Epidemiological, serological, and postmortem studies have shown an association between immune alterations and autism spectrum disorders (ASD). However, there is no direct clinical evidence on the effects of inflammatory processes in the etiology and/or pathophysiology of these disorders. Using environmental animal models of ASD, we aim to study the role of inflammatory processes in both the origin and the development of these pathologies. Here we will present our data characterizing the inflammatory response in the VPA mouse model of autism. Using either a F1 of inbred strains (C57BL/6J x Balb/c strains) and an outbred strain (CF1), we found that the maternal injection of VPA at gestational day 12.5 leads to reduced social behaviors in the adult offspring. This adds to previous evidence showing that the VPA model has good face validity.

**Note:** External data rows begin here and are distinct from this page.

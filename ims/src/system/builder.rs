/// Wires a complete IMS system from a [`SystemConfig`](crate::system::config::SystemConfig):
/// Reference Store, per-source Feed Normalizers, Rule Engine, Inventory Calculator, Position
/// Engine, Limit Service, Locate Workflow, Short-Sell Gate, Publisher, and the cross-component
/// [`HealthRegistry`].
use crate::{
    error::ImsError,
    system::{System, config::SystemConfig},
};
use ims_data::{
    normalizer::SourceNormalizer,
    source::SourceTag,
    sources::{reference_data::ReferenceDataNormalizer, trade_contract::TradeContractNormalizer},
};
use ims_instrument::{security::IdentifierKind, store::ReferenceStore};
use ims_integration::bus::InMemoryBus;
use ims_inventory::InventoryCalculator;
use ims_limits::{LimitService, store::InMemoryLimitCounterStore};
use ims_metrics::HealthRegistry;
use ims_position::{engine::PositionEngine, snapshot::InMemorySnapshotStore};
use ims_publisher::ImsPublisher;
use ims_rules::RuleEngine;
use ims_workflow::{locate::LocateWorkflow, policy::TablePolicy, short_sell::ShortSellGate};
use rust_decimal::Decimal;
use std::{collections::HashMap, str::FromStr, sync::Arc, time::Duration};

const REFERENCE_DATA_SOURCES: &[(SourceTag, IdentifierKind)] = &[
    (SourceTag::Reuters, IdentifierKind::Ric),
    (SourceTag::Bloomberg, IdentifierKind::Bloomberg),
    (SourceTag::MarkIt, IdentifierKind::Cusip),
    (SourceTag::Ultumus, IdentifierKind::Isin),
    (SourceTag::Rimes, IdentifierKind::Sedol),
];

/// Builds a [`System`] ready to serve the operator CLI surface, from a parsed [`SystemConfig`].
#[derive(Debug, Default)]
pub struct SystemBuilder;

impl SystemBuilder {
    pub fn new() -> Self {
        Self
    }

    pub fn build(self, config: &SystemConfig) -> Result<System, ImsError> {
        let bus = Arc::new(InMemoryBus::new(config.bus_partitions));
        let reference = Arc::new(ReferenceStore::new());

        let mut sources: HashMap<SourceTag, Arc<dyn SourceNormalizer>> = HashMap::new();
        for &(tag, identifier_kind) in REFERENCE_DATA_SOURCES {
            sources.insert(
                tag,
                Arc::new(ReferenceDataNormalizer::new(
                    tag,
                    identifier_kind,
                    config.source_priority(tag),
                    reference.clone(),
                )) as Arc<dyn SourceNormalizer>,
            );
        }
        sources.insert(
            SourceTag::TradeContract,
            Arc::new(TradeContractNormalizer::new(reference.clone())) as Arc<dyn SourceNormalizer>,
        );

        let rules = Arc::new(RuleEngine::new());
        let inventory = Arc::new(InventoryCalculator::new(rules.clone()));
        let position = Arc::new(PositionEngine::new(
            0,
            Arc::new(InMemorySnapshotStore::new()),
            config.snapshot_every_n,
        ));

        let limit_store = Arc::new(InMemoryLimitCounterStore::new());
        let limits = Arc::new(LimitService::new(
            limit_store,
            Duration::from_secs(config.limits.idempotency_window_secs),
            config.limits.max_retries,
        ));

        let mut policy = TablePolicy::new();
        let mut hold_duration = Duration::from_secs(3600);
        for entry in &config.locate_policy {
            if let Some(cap) = &entry.auto_approval_cap {
                let cap = Decimal::from_str(cap).map_err(|_| ImsError::UnknownMarketConfig {
                    market: entry.market.clone(),
                    calculation_type: "locate".into(),
                })?;
                policy = policy.with_cap(entry.market.clone(), entry.client_kind, cap);
            }
            policy = policy.with_partial_approval(
                entry.market.clone(),
                entry.client_kind,
                entry.allow_partial_approval,
            );
            hold_duration = Duration::from_secs(entry.hold_duration_secs);
        }

        let locate = Arc::new(LocateWorkflow::new(
            reference.clone(),
            limits.clone(),
            Arc::new(policy),
            hold_duration,
        ));
        let short_sell = Arc::new(ShortSellGate::new(
            limits.clone(),
            Duration::from_millis(config.short_sell_gate.decrement_budget_ms),
        ));

        let publisher = Arc::new(ImsPublisher::new(config.publisher_buffer));

        let health = Arc::new(HealthRegistry::new());
        health.register(Box::new(PositionEngineHandle(position.clone())));
        health.register(Box::new(RuleEngineHandle(rules.clone())));
        health.register(Box::new(InventoryHandle(inventory.clone())));
        health.register(Box::new(LimitServiceHandle(limits.clone())));
        health.register(Box::new(LocateHandle(locate.clone())));
        health.register(Box::new(ShortSellHandle(short_sell.clone())));
        health.register(Box::new(PublisherHandle(publisher.clone())));

        Ok(System {
            bus,
            reference,
            sources,
            rules,
            inventory,
            position,
            limits,
            locate,
            short_sell,
            publisher,
            health,
        })
    }
}

/// `ims_metrics::HealthCheck` can't be implemented directly for `Arc<T>` across crate
/// boundaries without an orphan-rule conflict, so the builder registers one thin forwarding
/// handle per component instead.
macro_rules! health_handle {
    ($name:ident, $inner:ty) => {
        struct $name(Arc<$inner>);

        impl ims_metrics::HealthCheck for $name {
            fn component_name(&self) -> &str {
                ims_metrics::HealthCheck::component_name(self.0.as_ref())
            }

            fn check(&self) -> ims_metrics::HealthStatus {
                ims_metrics::HealthCheck::check(self.0.as_ref())
            }
        }
    };
}

health_handle!(PositionEngineHandle, PositionEngine);
health_handle!(RuleEngineHandle, RuleEngine);
health_handle!(InventoryHandle, InventoryCalculator);
health_handle!(LimitServiceHandle, LimitService);
health_handle!(LocateHandle, LocateWorkflow);
health_handle!(ShortSellHandle, ShortSellGate);
health_handle!(PublisherHandle, ImsPublisher);

#[cfg(test)]
mod tests {
    use super::*;
    use crate::system::config::LocatePolicyConfig;
    use ims_metrics::HealthStatus;

    fn sample_config() -> SystemConfig {
        SystemConfig::from_toml(
            r#"
                bus_partitions = 4

                [limits]
                max_retries = 3
                idempotency_window_secs = 3600

                [short_sell_gate]
                decrement_budget_ms = 50
            "#,
        )
        .unwrap()
    }

    #[test]
    fn builds_a_system_with_every_source_normalizer_wired() {
        let system = SystemBuilder::new().build(&sample_config()).unwrap();

        for source in [
            SourceTag::Reuters,
            SourceTag::Bloomberg,
            SourceTag::MarkIt,
            SourceTag::Ultumus,
            SourceTag::Rimes,
            SourceTag::TradeContract,
        ] {
            assert!(system.sources.contains_key(&source));
        }
    }

    #[test]
    fn a_freshly_built_system_reports_healthy() {
        let system = SystemBuilder::new().build(&sample_config()).unwrap();
        let (aggregate, components) = system.health();

        assert_eq!(aggregate, HealthStatus::Healthy);
        assert_eq!(components.len(), 7);
    }

    #[test]
    fn an_unparseable_locate_cap_is_rejected() {
        let mut config = sample_config();
        config.locate_policy.push(LocatePolicyConfig {
            market: "XLON".into(),
            client_kind: ims_instrument::counterparty::CounterpartyKind::Broker,
            auto_approval_cap: Some("not-a-decimal".into()),
            allow_partial_approval: false,
            hold_duration_secs: 3600,
        });

        let result = SystemBuilder::new().build(&config);
        assert!(matches!(result, Err(ImsError::UnknownMarketConfig { .. })));
    }
}
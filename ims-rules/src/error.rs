use crate::model::{CalculationType, RuleId};
use smol_str::SmolStr;
use thiserror::Error;

/// Errors raised by the Rule Engine (§4.6, §7).
#[derive(Debug, Clone, PartialEq, Error)]
pub enum RuleError {
    #[error("no rule {id} version {version}")]
    VersionNotFound { id: RuleId, version: u32 },

    #[error("edit of rule {id} based on stale version {base_version} (current is {current_version})")]
    StaleBaseVersion {
        id: RuleId,
        base_version: u32,
        current_version: u32,
    },

    #[error(
        "publishing {id} v{version} would leave two active versions for \
         (market={market}, calculation_type={calculation_type}, rule_name={rule_name})"
    )]
    ActiveWindowConflict {
        id: RuleId,
        version: u32,
        market: SmolStr,
        calculation_type: CalculationType,
        rule_name: SmolStr,
    },

    #[error("rule {id} has no draft version to publish")]
    NoDraft { id: RuleId },

    #[error("condition references unknown attribute: {attribute}")]
    UnknownAttribute { attribute: SmolStr },

    #[error("condition applies operator {operator:?} to a value of the wrong type for attribute {attribute}")]
    TypeMismatch { attribute: SmolStr, operator: String },
}
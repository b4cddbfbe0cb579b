use derive_more::Constructor;
use rust_decimal::Decimal;
use serde::{Deserialize, Serialize};

/// The consumable counter the Limit Service holds per [`crate::key::LimitKey`] (§4.7).
///
/// `decrement` is everything currently consumed (short-sell and locate); `reserved` is the subset
/// of `decrement` carrying a TTL (locate holds) that will auto-replenish on expiry. A permanent
/// short-sell consumption is `decrement` without a matching `reserved` contribution.
#[derive(Debug, Copy, Clone, PartialEq, Deserialize, Serialize, Constructor)]
pub struct LimitCounter {
    pub available: Decimal,
    pub reserved: Decimal,
    pub decrement: Decimal,
    pub version: u64,
}

impl LimitCounter {
    pub fn flat() -> Self {
        Self {
            available: Decimal::ZERO,
            reserved: Decimal::ZERO,
            decrement: Decimal::ZERO,
            version: 0,
        }
    }

    /// The `(available, reserved, decrement, version)` tuple `snapshot(key)` returns (§4.7).
    pub fn snapshot(&self) -> (Decimal, Decimal, Decimal, u64) {
        (self.available, self.reserved, self.decrement, self.version)
    }
}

Using this drug with unknown inflammatory properties, we studied both the central and peripheral inflammatory responses in young and adult mice. Offspring of VPA-treated dams show astrogliosis both in the postnatal and adult brain. Moreover, microglia activation in observed in VPA-treated mice and augmented when they were challenged in adulthood with an inflammatory stimulus. VPA-injected mice show increased peripheral inflammatory responses upon stimulation, evidenced as augmented HPA-axis activation and increased cytokine expression in the spleen. Moreover, VPA-treated mice showed exacerbated pro-inflammatory cytokines response in different regions of the brain. Our results show an altered inflammatory response in a mouse model for autism and suggest that peripheral inflammatory events can contribute to the pathophysiology of ASD.